Wednesday 28 June 2017

Return of the native?

Spent yesterday staring at the grey sky willing it to rain. Which at the very end it did, then carried on all night into this morning to give the ground what it needs. 
A week ago we arrived back from Sicily and Lipari into a suffocating heat, descending steps in an old-fashioned way onto hot tarmac, walking to an airport building that had no moving stairs or lift – I imagine all because Easyjet pay Gatwick less for such lack of amenity. Flying really has become cattle-wagon awful, and LGW the very worse of all airports, retail outlet the priority, passenger comfort barely considered – unless of course you’re First or Club or Business. 
Not that Southern Rail was any better with its overcrowded short trains. Here we most certainly were back in a country that doesn’t much care anymore, beyond simple xenophobia and the general air of poverty and despair that is the inevitable outcome of huge and restricted private wealth coupled with public squalor. England doesn’t feel familiar anymore. I am no longer at ease. People’s expressions seem unwelcoming, more sour and suspicious than a year ago. 
Only the mention of Corbyn’s name might bring forth something like a smile. How impossible return to England might have been if Jeremy hadn’t so emphatically bruised the Tory heel and destroyed the Prime Minister’s hauteur, punishing her lack of principle. For a clergyman’s daughter she demonstrates so little humanity.
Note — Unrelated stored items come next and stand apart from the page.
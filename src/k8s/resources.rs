/// Generic Kubernetes resource operations
use anyhow::{Context, Result};
use base64::{engine::general_purpose::STANDARD, Engine as _};
use serde::Deserialize;
use std::collections::HashMap;
use std::path::Path;
use tracing::info;

use crate::utils::command::CommandBuilder;
use crate::utils::polling::PollingConfig;

/// Subset of a Service object needed to find its external address
#[derive(Debug, Deserialize)]
struct ServiceObject {
    #[serde(default)]
    spec: ServiceSpec,
    #[serde(default)]
    status: ServiceStatus,
}

#[derive(Debug, Default, Deserialize)]
struct ServiceSpec {
    #[serde(rename = "type", default)]
    service_type: String,
}

#[derive(Debug, Default, Deserialize)]
#[serde(rename_all = "camelCase")]
struct ServiceStatus {
    #[serde(default)]
    load_balancer: LoadBalancerStatus,
}

#[derive(Debug, Default, Deserialize)]
struct LoadBalancerStatus {
    #[serde(default)]
    ingress: Vec<LoadBalancerIngress>,
}

#[derive(Debug, Deserialize)]
struct LoadBalancerIngress {
    ip: Option<String>,
    hostname: Option<String>,
}

#[derive(Debug, Deserialize)]
struct SecretObject {
    #[serde(default)]
    data: HashMap<String, String>,
}

/// Generic Kubernetes resource management
pub struct ResourceManager;

impl ResourceManager {
    /// Create the namespace unless it already exists
    pub async fn ensure_namespace(kubeconfig_path: &Path, namespace: &str) -> Result<()> {
        let existing = CommandBuilder::new("kubectl")
            .args(["get", "namespace", namespace])
            .kubeconfig(kubeconfig_path)
            .context("Failed to check namespace")
            .output()
            .await?;

        if existing.success {
            return Ok(());
        }
        if !existing.is_not_found() {
            anyhow::bail!("Failed to check namespace {}: {}", namespace, existing.stderr);
        }

        info!("Creating namespace: {}", namespace);
        CommandBuilder::new("kubectl")
            .args(["create", "namespace", namespace])
            .kubeconfig(kubeconfig_path)
            .context("Failed to create namespace")
            .run_silent()
            .await
    }

    /// Arguments for `kubectl apply`
    fn apply_args(manifest_path: &Path, namespace: &str) -> Vec<String> {
        vec![
            "apply".to_string(),
            "-n".to_string(),
            namespace.to_string(),
            "-f".to_string(),
            manifest_path.display().to_string(),
        ]
    }

    /// Arguments for `kubectl delete`, tolerating objects that are already gone
    fn delete_args(manifest_path: &Path, namespace: &str) -> Vec<String> {
        vec![
            "delete".to_string(),
            "--ignore-not-found".to_string(),
            "-n".to_string(),
            namespace.to_string(),
            "-f".to_string(),
            manifest_path.display().to_string(),
        ]
    }

    fn patch_service_args(namespace: &str, service: &str, service_type: &str) -> Vec<String> {
        vec![
            "patch".to_string(),
            "service".to_string(),
            service.to_string(),
            "-n".to_string(),
            namespace.to_string(),
            "-p".to_string(),
            Self::service_type_patch(service_type),
        ]
    }

    /// Apply a Kubernetes manifest file
    pub async fn apply_manifest(
        kubeconfig_path: &Path,
        manifest_path: &Path,
        namespace: &str,
    ) -> Result<()> {
        info!(
            "Applying Kubernetes manifest: {} (namespace {})",
            manifest_path.display(),
            namespace
        );

        let stdout = CommandBuilder::new("kubectl")
            .args(Self::apply_args(manifest_path, namespace))
            .kubeconfig(kubeconfig_path)
            .context("Failed to apply manifest")
            .run()
            .await?;

        for line in stdout.lines().filter(|l| !l.trim().is_empty()) {
            info!("  {}", line.trim());
        }

        Ok(())
    }

    /// Delete everything a manifest describes, ignoring objects already gone
    pub async fn delete_manifest(
        kubeconfig_path: &Path,
        manifest_path: &Path,
        namespace: &str,
    ) -> Result<()> {
        info!("Deleting resources from manifest: {}", manifest_path.display());

        CommandBuilder::new("kubectl")
            .args(Self::delete_args(manifest_path, namespace))
            .kubeconfig(kubeconfig_path)
            .context("Failed to delete manifest resources")
            .run_silent()
            .await
    }

    /// Merge patch body that switches a service's type
    fn service_type_patch(service_type: &str) -> String {
        serde_json::json!({ "spec": { "type": service_type } }).to_string()
    }

    /// Change a service's type, e.g. to LoadBalancer
    pub async fn patch_service_type(
        kubeconfig_path: &Path,
        namespace: &str,
        service: &str,
        service_type: &str,
    ) -> Result<()> {
        info!(
            "Patching service {}/{} to type {}",
            namespace, service, service_type
        );

        CommandBuilder::new("kubectl")
            .args(Self::patch_service_args(namespace, service, service_type))
            .kubeconfig(kubeconfig_path)
            .context(format!("Failed to patch service {}", service))
            .run_silent()
            .await
    }

    /// Service type and first load balancer address from `kubectl get svc -o json`
    fn parse_service(json: &str) -> Result<(String, Option<String>)> {
        let service: ServiceObject =
            serde_json::from_str(json).context("Failed to parse service JSON")?;
        let address = service
            .status
            .load_balancer
            .ingress
            .into_iter()
            .find_map(|ingress| {
                ingress
                    .ip
                    .filter(|ip| !ip.is_empty())
                    .or(ingress.hostname.filter(|h| !h.is_empty()))
            });
        Ok((service.spec.service_type, address))
    }

    /// External IP or hostname of a LoadBalancer service, if assigned yet
    pub async fn service_external_address(
        kubeconfig_path: &Path,
        namespace: &str,
        service: &str,
    ) -> Result<Option<String>> {
        let stdout = CommandBuilder::new("kubectl")
            .args(["get", "service", service, "-n", namespace, "-o", "json"])
            .kubeconfig(kubeconfig_path)
            .context(format!("Failed to get service {}", service))
            .run()
            .await?;

        let (service_type, address) = Self::parse_service(&stdout)?;
        if service_type != "LoadBalancer" {
            anyhow::bail!(
                "Service {}/{} is of type {}, not LoadBalancer",
                namespace,
                service,
                service_type
            );
        }
        Ok(address)
    }

    /// Poll until the service has an external address
    pub async fn wait_for_external_address(
        kubeconfig_path: &Path,
        namespace: &str,
        service: &str,
        polling: PollingConfig,
    ) -> Result<String> {
        polling
            .poll(|| Self::service_external_address(kubeconfig_path, namespace, service))
            .await
    }

    /// Decode the string values of a secret's data map
    fn decode_secret(json: &str) -> Result<HashMap<String, String>> {
        let secret: SecretObject =
            serde_json::from_str(json).context("Failed to parse secret JSON")?;

        secret
            .data
            .into_iter()
            .map(|(key, value)| {
                let bytes = STANDARD
                    .decode(value.trim())
                    .with_context(|| format!("Secret key {} is not valid base64", key))?;
                let text = String::from_utf8(bytes)
                    .with_context(|| format!("Secret key {} is not UTF-8", key))?;
                Ok((key, text))
            })
            .collect()
    }

    /// Read and decode all keys of a secret
    pub async fn read_secret(
        kubeconfig_path: &Path,
        namespace: &str,
        name: &str,
    ) -> Result<HashMap<String, String>> {
        let stdout = CommandBuilder::new("kubectl")
            .args(["get", "secret", name, "-n", namespace, "-o", "json"])
            .kubeconfig(kubeconfig_path)
            .context(format!("Failed to read secret {}", name))
            .run()
            .await?;

        Self::decode_secret(&stdout)
    }
}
And Corbyn, by contrast, so much.

I haven’t read too many public apologies from the pundits and political commentators who’d written him off with their twelve months of savage ridicule and disdain. And I don’t mean those of the Daily Mail or Murdoch’s comics: I refer to the Guardian and Observer journalists, most of whom I expect to see sent off on indefinite sabbatical to reapply their craft without the arrogant inherited prejudice of London intellectualism. Owen Jones, Gary Younge, Paul Mason, George Monbiot, William Keegan come to mind as honourable exceptions. 

Shall I now spend today staring at another grey but wetter sky and wonder again where I would choose to live if I had the means to survive elsewhere? And in that respect we do respect this country and its (much threatened) Welfare State. Though I'm sure, even at the age of 77, I would be called by some 'a scrounger'.

Sunday 14 May 2017

Europe calling London....

I remember sitting under the Morrison table listening to the  ... –  opening to Beethoven's Fifth, morse-code for V, V for Victory; and then the shiver-up-your-spine words that followed: London Calling Europe, London Calling Europe....  the BBC programme that became for the whole Continent (even Germany itself) the single voice of truth, broadcasting with equal emphasis our defeats and our victories. 
Having family and friends in France and Italy, we knew that they were listening; and later knew that Britain standing alone to resist Hitler from June 1940 kept a free Europe alive in hearts and minds. 

How different now in 2017 when the whole Continent laughs at the idea of 'truth' in these off-shore reservations of bluebells, ignorance and xenophobic idiocy. Needless to say Brexit is not a 2nd Battle of Britain; nor is it anything to do with dignity or courage.  
Europe Calls London: 'Where on earth are you?'
And England replies: 'Sorry, chaps. We've run away.'

Thursday 11 May 2017

The who and why...

Even if you read books, is that darkness far below not now inevitable? Will this country (England & Wales) choose, as nature predicts, the line of least resistance offered by the one political party that never did believe in compassion or social justice? 

Tuesday 9 May 2017

The six Harry & Annie books now available as paperbacks or e-books



Now released - the final of the six novels in the Harry and Annie series.  See Bookshop to buy on Amazon as printed versions or e-books.  A summary of each of the six novels available for purchase is given below.

Harry and Annie

(a tetralogy in six volumes written by John Howlett, published in 2017)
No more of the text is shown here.